**What is being asked**
Nothing but the lines from the one containing "so the controller" through the one containing "pub trait ViewSurface", both included, should be given again, each exactly as written below.
»»
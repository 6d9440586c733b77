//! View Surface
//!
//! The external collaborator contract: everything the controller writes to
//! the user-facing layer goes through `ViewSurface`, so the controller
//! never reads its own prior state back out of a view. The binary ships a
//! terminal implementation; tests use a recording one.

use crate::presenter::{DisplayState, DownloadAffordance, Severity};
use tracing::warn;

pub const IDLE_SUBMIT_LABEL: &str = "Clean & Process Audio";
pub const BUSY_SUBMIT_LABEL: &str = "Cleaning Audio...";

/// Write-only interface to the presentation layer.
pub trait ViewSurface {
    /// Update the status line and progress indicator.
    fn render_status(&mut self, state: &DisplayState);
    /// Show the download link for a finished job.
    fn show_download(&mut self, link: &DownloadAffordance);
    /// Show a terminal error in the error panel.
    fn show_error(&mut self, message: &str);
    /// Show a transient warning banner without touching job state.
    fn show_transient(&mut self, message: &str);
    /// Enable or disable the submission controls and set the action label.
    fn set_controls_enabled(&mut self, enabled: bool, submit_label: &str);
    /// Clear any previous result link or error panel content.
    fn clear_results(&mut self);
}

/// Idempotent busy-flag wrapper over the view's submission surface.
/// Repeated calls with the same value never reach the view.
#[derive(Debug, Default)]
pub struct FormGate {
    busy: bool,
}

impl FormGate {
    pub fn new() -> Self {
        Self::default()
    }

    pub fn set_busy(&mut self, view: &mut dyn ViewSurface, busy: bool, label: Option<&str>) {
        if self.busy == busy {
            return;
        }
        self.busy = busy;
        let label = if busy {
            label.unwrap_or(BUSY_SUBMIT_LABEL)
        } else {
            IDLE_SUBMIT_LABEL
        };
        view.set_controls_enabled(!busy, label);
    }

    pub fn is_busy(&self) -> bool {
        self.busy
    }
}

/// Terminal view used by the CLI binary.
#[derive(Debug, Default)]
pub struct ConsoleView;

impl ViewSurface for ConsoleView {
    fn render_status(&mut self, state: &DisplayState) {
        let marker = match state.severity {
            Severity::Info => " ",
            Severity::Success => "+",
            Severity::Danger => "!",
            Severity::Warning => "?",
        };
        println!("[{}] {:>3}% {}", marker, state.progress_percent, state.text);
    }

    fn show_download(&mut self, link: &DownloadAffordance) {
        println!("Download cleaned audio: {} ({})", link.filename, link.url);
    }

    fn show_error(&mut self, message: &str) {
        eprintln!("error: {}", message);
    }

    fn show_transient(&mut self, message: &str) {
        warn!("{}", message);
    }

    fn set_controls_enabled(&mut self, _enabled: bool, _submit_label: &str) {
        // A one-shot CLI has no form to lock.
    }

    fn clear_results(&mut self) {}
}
««
»»
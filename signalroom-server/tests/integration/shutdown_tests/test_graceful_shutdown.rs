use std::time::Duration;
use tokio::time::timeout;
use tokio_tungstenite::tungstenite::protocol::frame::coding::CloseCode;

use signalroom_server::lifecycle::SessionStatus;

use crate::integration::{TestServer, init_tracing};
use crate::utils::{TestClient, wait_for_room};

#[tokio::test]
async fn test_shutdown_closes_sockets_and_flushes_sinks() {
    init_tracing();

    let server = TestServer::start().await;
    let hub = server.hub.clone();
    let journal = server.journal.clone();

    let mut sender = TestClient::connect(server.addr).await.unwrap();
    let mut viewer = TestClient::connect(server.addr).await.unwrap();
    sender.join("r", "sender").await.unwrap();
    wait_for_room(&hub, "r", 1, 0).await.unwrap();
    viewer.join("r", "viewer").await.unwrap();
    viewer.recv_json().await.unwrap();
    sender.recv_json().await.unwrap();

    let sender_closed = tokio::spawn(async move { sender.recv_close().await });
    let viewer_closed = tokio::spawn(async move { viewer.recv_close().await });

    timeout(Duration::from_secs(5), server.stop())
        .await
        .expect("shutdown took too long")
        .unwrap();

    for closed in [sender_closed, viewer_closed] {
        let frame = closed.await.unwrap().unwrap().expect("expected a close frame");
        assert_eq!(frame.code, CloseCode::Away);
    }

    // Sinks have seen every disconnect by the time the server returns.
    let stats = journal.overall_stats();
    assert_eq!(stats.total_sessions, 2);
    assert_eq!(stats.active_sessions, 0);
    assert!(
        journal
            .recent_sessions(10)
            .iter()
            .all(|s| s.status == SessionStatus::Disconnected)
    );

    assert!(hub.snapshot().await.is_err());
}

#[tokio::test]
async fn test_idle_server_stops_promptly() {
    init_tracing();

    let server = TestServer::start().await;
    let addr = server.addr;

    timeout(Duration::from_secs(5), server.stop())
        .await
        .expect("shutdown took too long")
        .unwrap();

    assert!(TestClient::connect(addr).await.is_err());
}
««
**Answer box**
//! the user-facing layer goes through `ViewSurface`, so the controller
//! never reads its own prior state back out of a view. The binary ships a
//! terminal implementation; tests use a recording one.

use crate::presenter::{DisplayState, DownloadAffordance, Severity};
use tracing::warn;

pub const IDLE_SUBMIT_LABEL: &str = "Clean & Process Audio";
pub const BUSY_SUBMIT_LABEL: &str = "Cleaning Audio...";

/// Write-only interface to the presentation layer.
pub trait ViewSurface {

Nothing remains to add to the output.